What other things would you like to hear around the office?

Metrics and Product Management

I always thought social science and language arts were the most important courses to have mastered for life and your career until I became a product manager.  In product management, I quickly learned that math and specifically the ability to use excel based on your fundamental math skills was critical.  Fuzzy value props and interesting word choice when positioning your product internally will only get you so far.  Ultimately you need to find a way to validate the impact you and your team is having on the business.  This presentation looks more at the value of roadmapping features/release value, but you have to start somewhere to define in a concrete fashion what is being delivered and this presentation directionally works.
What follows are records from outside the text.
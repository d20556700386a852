//! Standard fold functions for `and`, `many`, and `count`.

use crate::parser::Value;
use crate::value;

/// Concatenate `String` child values in order, skipping unit values.
pub fn concat(vals: Vec<Value>) -> Value {
    let mut out = String::new();
    for v in vals {
        if value::is_unit(&v) {
            continue;
        }
        out.push_str(&value::string(v));
    }
    Box::new(out)
}

/// Keep the first child value, dropping the rest.
pub fn first(vals: Vec<Value>) -> Value {
    nth(vals, 0)
}

/// Keep the second child value, dropping the rest.
pub fn second(vals: Vec<Value>) -> Value {
    nth(vals, 1)
}

/// Keep the last child value, dropping the rest.
pub fn last(mut vals: Vec<Value>) -> Value {
    match vals.pop() {
        Some(v) => v,
        None => value::unit(),
    }
}

/// Drop all child values and yield unit.
pub fn discard(_vals: Vec<Value>) -> Value {
    value::unit()
}

fn nth(vals: Vec<Value>, n: usize) -> Value {
    let len = vals.len();
    match vals.into_iter().nth(n) {
        Some(v) => v,
        None => panic!("fold expected at least {} values, got {}", n + 1, len),
    }
}
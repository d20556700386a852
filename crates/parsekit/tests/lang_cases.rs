//! File-driven grammar tests.
//!
//! Each `.gram` file has three sections separated by `----` lines: the rule
//! names (first is the start rule), the grammar text, and the input. The
//! matching `.gram.expected` file holds the rendered parse tree.

use std::path::Path;

use parsekit::{lang, value, Ast, Grammar};

/// Compact s-expression rendering for comparison against expected files.
fn render(ast: &Ast) -> String {
    if ast.is_leaf() {
        format!("[{} {:?}]", ast.tag, ast.contents)
    } else {
        let children: Vec<String> = ast.children.iter().map(render).collect();
        format!("({} {})", ast.tag, children.join(" "))
    }
}

fn run_case(path: &Path) -> datatest_stable::Result<()> {
    let case = std::fs::read_to_string(path)?;
    let expected_path = format!("{}.expected", path.display());
    let expected = std::fs::read_to_string(&expected_path)?.trim().to_string();

    let mut sections = case.split("----\n");
    let names: Vec<&str> = sections
        .next()
        .ok_or("missing rule name section")?
        .split_whitespace()
        .collect();
    let grammar_src = sections.next().ok_or("missing grammar section")?;
    let input = sections.next().ok_or("missing input section")?.trim_end();

    let mut g = Grammar::new();
    let refs: Vec<parsekit::ParserId> = names.iter().map(|n| g.declare(n)).collect();
    g.language(lang::DEFAULT, grammar_src, &refs)
        .map_err(|e| e.to_string())?;

    let v = g
        .parse("case", input, refs[0])
        .map_err(|e| e.to_string())?;
    let actual = render(&value::take::<Ast>(v));

    if actual != expected {
        return Err(format!(
            "mismatch for {:?}\n\nExpected:\n{}\n\nActual:\n{}",
            path, expected, actual
        )
        .into());
    }

    g.cleanup(&refs);
    assert!(g.is_empty());
    Ok(())
}

datatest_stable::harness!(run_case, "tests/lang_cases", r"\.gram$");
In the end it’s just math and process, plus it’s always a good idea to instrument your processes anyhow and prioritize deliverables or the market, the business and your existing customers.  While Olsen’s position that Product is in the middle of the market and development covers the main concept, the reality is Product owns the interface across all functional groups where it relates to their given product.  Even with that concern with the presentation, which starts early on, it is a very accurate way to look at how to define meaningful metrics on Product Management execution and putting an important variable into the mix, the customer.  As an aside, slides 29-38 can be ignored, I’m sure the talk track makes it more meaningful, but it transitions into some UI wonkiness and online specific design uses cases.